** Saved entries **
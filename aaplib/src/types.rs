use crate::errors::{ClientError, Result};
use serde::{Deserialize, Serialize};
use std::{fmt, time::Duration};

pub type JobId = u64;
pub type TemplateId = u64;
pub type OutputBlob = bytes::Bytes;

/// Login details for the controller. Fixed for the lifetime of the process.
#[derive(Clone)]
pub struct Credential {
    pub host: String,
    pub username: String,
    pub password: String,
    /// Off by default so self-signed controller certificates are accepted.
    pub verify_ssl: bool,
}

impl Credential {
    pub fn new(host: impl Into<String>, username: impl Into<String>, password: impl Into<String>) -> Self {
        Self {
            host: host.into(),
            username: username.into(),
            password: password.into(),
            verify_ssl: false,
        }
    }

    pub fn verify_ssl(mut self, verify_ssl: bool) -> Self {
        self.verify_ssl = verify_ssl;
        self
    }

    /// Root of the v2 API. A host that already carries a scheme is used as the origin verbatim.
    pub fn base_url(&self) -> String {
        let host = self.host.trim_end_matches('/');
        if host.starts_with("http://") || host.starts_with("https://") {
            format!("{}/api/v2", host)
        } else {
            format!("https://{}/api/v2", host)
        }
    }
}

impl fmt::Debug for Credential {
    fn fmt(&self, f: &mut fmt::Formatter<'_>) -> fmt::Result {
        f.debug_struct("Credential")
            .field("host", &self.host)
            .field("username", &self.username)
            .field("password", &"<redacted>")
            .field("verify_ssl", &self.verify_ssl)
            .finish()
    }
}

/// Bearer token issued by `POST /tokens/`.
#[derive(Clone, PartialEq, Eq)]
pub struct Token(String);

impl Token {
    pub fn new(token: impl Into<String>) -> Self {
        Self(token.into())
    }

    pub fn as_str(&self) -> &str {
        &self.0
    }
}

impl fmt::Debug for Token {
    fn fmt(&self, f: &mut fmt::Formatter<'_>) -> fmt::Result {
        f.write_str("Token(<redacted>)")
    }
}

#[derive(Clone, Copy, Debug, PartialEq, Eq, Serialize, Deserialize)]
#[serde(rename_all = "lowercase")]
pub enum JobStatus {
    New,
    Pending,
    Waiting,
    Running,
    Successful,
    Failed,
    Error,
    Canceled,
}

impl JobStatus {
    /// No further transition happens once a job reaches one of these.
    pub fn is_terminal(self) -> bool {
        matches!(
            self,
            JobStatus::Successful | JobStatus::Failed | JobStatus::Error | JobStatus::Canceled
        )
    }

    pub fn as_str(self) -> &'static str {
        match self {
            JobStatus::New => "new",
            JobStatus::Pending => "pending",
            JobStatus::Waiting => "waiting",
            JobStatus::Running => "running",
            JobStatus::Successful => "successful",
            JobStatus::Failed => "failed",
            JobStatus::Error => "error",
            JobStatus::Canceled => "canceled",
        }
    }
}

impl fmt::Display for JobStatus {
    fn fmt(&self, f: &mut fmt::Formatter<'_>) -> fmt::Result {
        f.write_str(self.as_str())
    }
}

#[derive(Clone, Debug, PartialEq, Eq, Deserialize)]
pub struct Job {
    pub id: JobId,
    pub status: JobStatus,
    pub started: Option<String>,
    pub finished: Option<String>,
}

/// The server reports a template's project as its numeric id; older exports carry a name.
#[derive(Clone, Debug, PartialEq, Eq, Deserialize)]
#[serde(untagged)]
pub enum ProjectRef {
    Id(u64),
    Name(String),
}

impl fmt::Display for ProjectRef {
    fn fmt(&self, f: &mut fmt::Formatter<'_>) -> fmt::Result {
        match self {
            ProjectRef::Id(id) => write!(f, "{}", id),
            ProjectRef::Name(name) => f.write_str(name),
        }
    }
}

#[derive(Clone, Debug, PartialEq, Eq, Deserialize)]
pub struct JobTemplate {
    pub id: TemplateId,
    pub name: String,
    #[serde(default)]
    pub description: String,
    pub project: Option<ProjectRef>,
}

/// Variables passed to a launch. Always a JSON object.
#[derive(Clone, Debug, PartialEq, Serialize)]
#[serde(transparent)]
pub struct ExtraVars(serde_json::Map<String, serde_json::Value>);

impl ExtraVars {
    pub fn parse(raw: &str) -> Result<Self> {
        match serde_json::from_str(raw) {
            Ok(serde_json::Value::Object(map)) => Ok(Self(map)),
            _ => Err(ClientError::InvalidInput("Invalid JSON in extra-vars".into())),
        }
    }

    pub fn is_empty(&self) -> bool {
        self.0.is_empty()
    }
}

/// Body of `POST /job_templates/{id}/launch/`.
#[derive(Debug, Default, Serialize)]
pub(crate) struct LaunchRequest<'a> {
    #[serde(skip_serializing_if = "Option::is_none")]
    pub extra_vars: Option<&'a ExtraVars>,
}

/// How often to ask for a job's status and when to give up.
#[derive(Clone, Copy, Debug, PartialEq, Eq)]
pub struct PollPolicy {
    pub interval: Duration,
    pub timeout: Duration,
}

impl PollPolicy {
    pub const DEFAULT_INTERVAL: Duration = Duration::from_secs(10);
    pub const DEFAULT_TIMEOUT: Duration = Duration::from_secs(300);
}

impl Default for PollPolicy {
    fn default() -> Self {
        Self {
            interval: Self::DEFAULT_INTERVAL,
            timeout: Self::DEFAULT_TIMEOUT,
        }
    }
}
use aaplib::types::{JobId, TemplateId};
use aaplib::{ClientError, Credential, ExtraVars, PollPolicy};
use clap::{ArgEnum, Parser};
use std::time::Duration;

/// Ansible Automation Platform API client
#[derive(Debug, Parser)]
pub struct ArgParser {
    /// AAP controller host, or a full origin such as http://localhost:8080
    #[clap(long, env = "AAP_HOST")]
    pub host: String,

    #[clap(long, env = "AAP_USERNAME")]
    pub username: String,

    #[clap(long, env = "AAP_PASSWORD", hide_env_values = true)]
    pub password: String,

    /// Enforce TLS certificate validation (off by default for self-signed controllers)
    #[clap(long, env = "AAP_VERIFY_SSL")]
    pub verify_ssl: bool,

    /// Action to perform
    #[clap(long, arg_enum)]
    pub action: Action,

    /// Job template ID (launch)
    #[clap(long)]
    pub template_id: Option<TemplateId>,

    /// Job ID (status, output)
    #[clap(long)]
    pub job_id: Option<JobId>,

    /// Extra variables as a JSON object string (launch)
    #[clap(long)]
    pub extra_vars: Option<String>,

    /// Wait for a launched job to complete
    #[clap(long)]
    pub wait: bool,

    /// Seconds between status checks while waiting
    #[clap(long, env = "AAP_POLL_INTERVAL", default_value_t = 10)]
    pub poll_interval: u64,

    /// Seconds to wait for a job before giving up
    #[clap(long, env = "AAP_TIMEOUT", default_value_t = 300)]
    pub timeout: u64,

    /// Seconds before a single HTTP request is abandoned
    #[clap(long, env = "AAP_REQUEST_TIMEOUT", default_value_t = 30)]
    pub request_timeout: u64,

    /// More log output on stderr (-v, -vv, -vvv)
    #[clap(short, long, parse(from_occurrences))]
    pub verbose: u8,
}

#[derive(Copy, Clone, Debug, PartialEq, Eq, ArgEnum)]
pub enum Action {
    /// list job templates
    List,
    /// launch a job template
    Launch,
    /// show a job's status
    Status,
    /// print a job's output
    Output,
}

/// An action together with the inputs it needs, checked before any request is made.
#[derive(Clone, Debug, PartialEq)]
pub enum Command {
    List,
    Launch {
        template_id: TemplateId,
        extra_vars: Option<ExtraVars>,
        wait: bool,
    },
    Status {
        job_id: JobId,
    },
    Output {
        job_id: JobId,
    },
}

impl ArgParser {
    pub fn credential(&self) -> Credential {
        Credential::new(&self.host, &self.username, &self.password).verify_ssl(self.verify_ssl)
    }

    pub fn poll_policy(&self) -> PollPolicy {
        PollPolicy {
            interval: Duration::from_secs(self.poll_interval),
            timeout: Duration::from_secs(self.timeout),
        }
    }

    pub fn request_timeout(&self) -> Duration {
        Duration::from_secs(self.request_timeout)
    }

    pub fn command(&self) -> Result<Command, ClientError> {
        match self.action {
            Action::List => Ok(Command::List),
            Action::Launch => {
                let template_id = self.template_id.ok_or_else(|| {
                    ClientError::InvalidInput("Template ID is required for launch action".into())
                })?;
                let extra_vars = self
                    .extra_vars
                    .as_deref()
                    .map(ExtraVars::parse)
                    .transpose()?;
                Ok(Command::Launch {
                    template_id,
                    extra_vars,
                    wait: self.wait,
                })
            }
            Action::Status => Ok(Command::Status {
                job_id: required_job_id(self.job_id, "status")?,
            }),
            Action::Output => Ok(Command::Output {
                job_id: required_job_id(self.job_id, "output")?,
            }),
        }
    }
}

fn required_job_id(job_id: Option<JobId>, action: &str) -> Result<JobId, ClientError> {
    job_id.ok_or_else(|| {
        ClientError::InvalidInput(format!("Job ID is required for {} action", action))
    })
}

#[cfg(test)]
mod tests {
    use super::*;

    fn parse(extra: &[&str]) -> ArgParser {
        let base = ["aap", "--host", "aap.example", "--username", "u", "--password", "p"];
        ArgParser::try_parse_from(base.iter().chain(extra)).expect("args should parse")
    }

    #[test]
    fn defaults() {
        let args = parse(&["--action", "list"]);
        assert_eq!(args.command().unwrap(), Command::List);
        assert!(!args.credential().verify_ssl);
        assert_eq!(args.poll_policy(), PollPolicy::default());
        assert_eq!(args.request_timeout(), Duration::from_secs(30));
    }

    #[test]
    fn verify_ssl_is_opt_in() {
        let args = parse(&["--action", "list", "--verify-ssl"]);
        assert!(args.credential().verify_ssl);
    }

    #[test]
    fn credentials_have_no_defaults() {
        let result = ArgParser::try_parse_from(["aap", "--action", "list"]);
        if std::env::var_os("AAP_HOST").is_none() {
            assert!(result.is_err());
        }
    }

    #[test]
    fn launch_collects_vars_and_wait() {
        let args = parse(&[
            "--action",
            "launch",
            "--template-id",
            "7",
            "--extra-vars",
            r#"{"a":1}"#,
            "--wait",
        ]);
        assert_eq!(
            args.command().unwrap(),
            Command::Launch {
                template_id: 7,
                extra_vars: Some(ExtraVars::parse(r#"{"a":1}"#).unwrap()),
                wait: true,
            }
        );
    }

    #[test]
    fn launch_needs_template_id() {
        let err = parse(&["--action", "launch"]).command().unwrap_err();
        assert_eq!(err.to_string(), "Template ID is required for launch action");
    }

    #[test]
    fn launch_rejects_bad_json() {
        let err = parse(&["--action", "launch", "--template-id", "7", "--extra-vars", "{bad"])
            .command()
            .unwrap_err();
        assert_eq!(err.to_string(), "Invalid JSON in extra-vars");
    }

    #[test]
    fn status_and_output_need_job_id() {
        for action in ["status", "output"] {
            let err = parse(&["--action", action]).command().unwrap_err();
            assert_eq!(
                err.to_string(),
                format!("Job ID is required for {} action", action)
            );
        }
        assert_eq!(
            parse(&["--action", "output", "--job-id", "3"]).command().unwrap(),
            Command::Output { job_id: 3 }
        );
    }

    #[test]
    fn unknown_action_is_a_usage_error() {
        let result = ArgParser::try_parse_from([
            "aap", "--host", "h", "--username", "u", "--password", "p", "--action", "delete",
        ]);
        assert!(result.is_err());
    }
}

** WHAT YOU WILL DO **
Your reply should be the number of lines in the entries that contain "ProjectRef", nothing more.

** RESULT BELOW **
5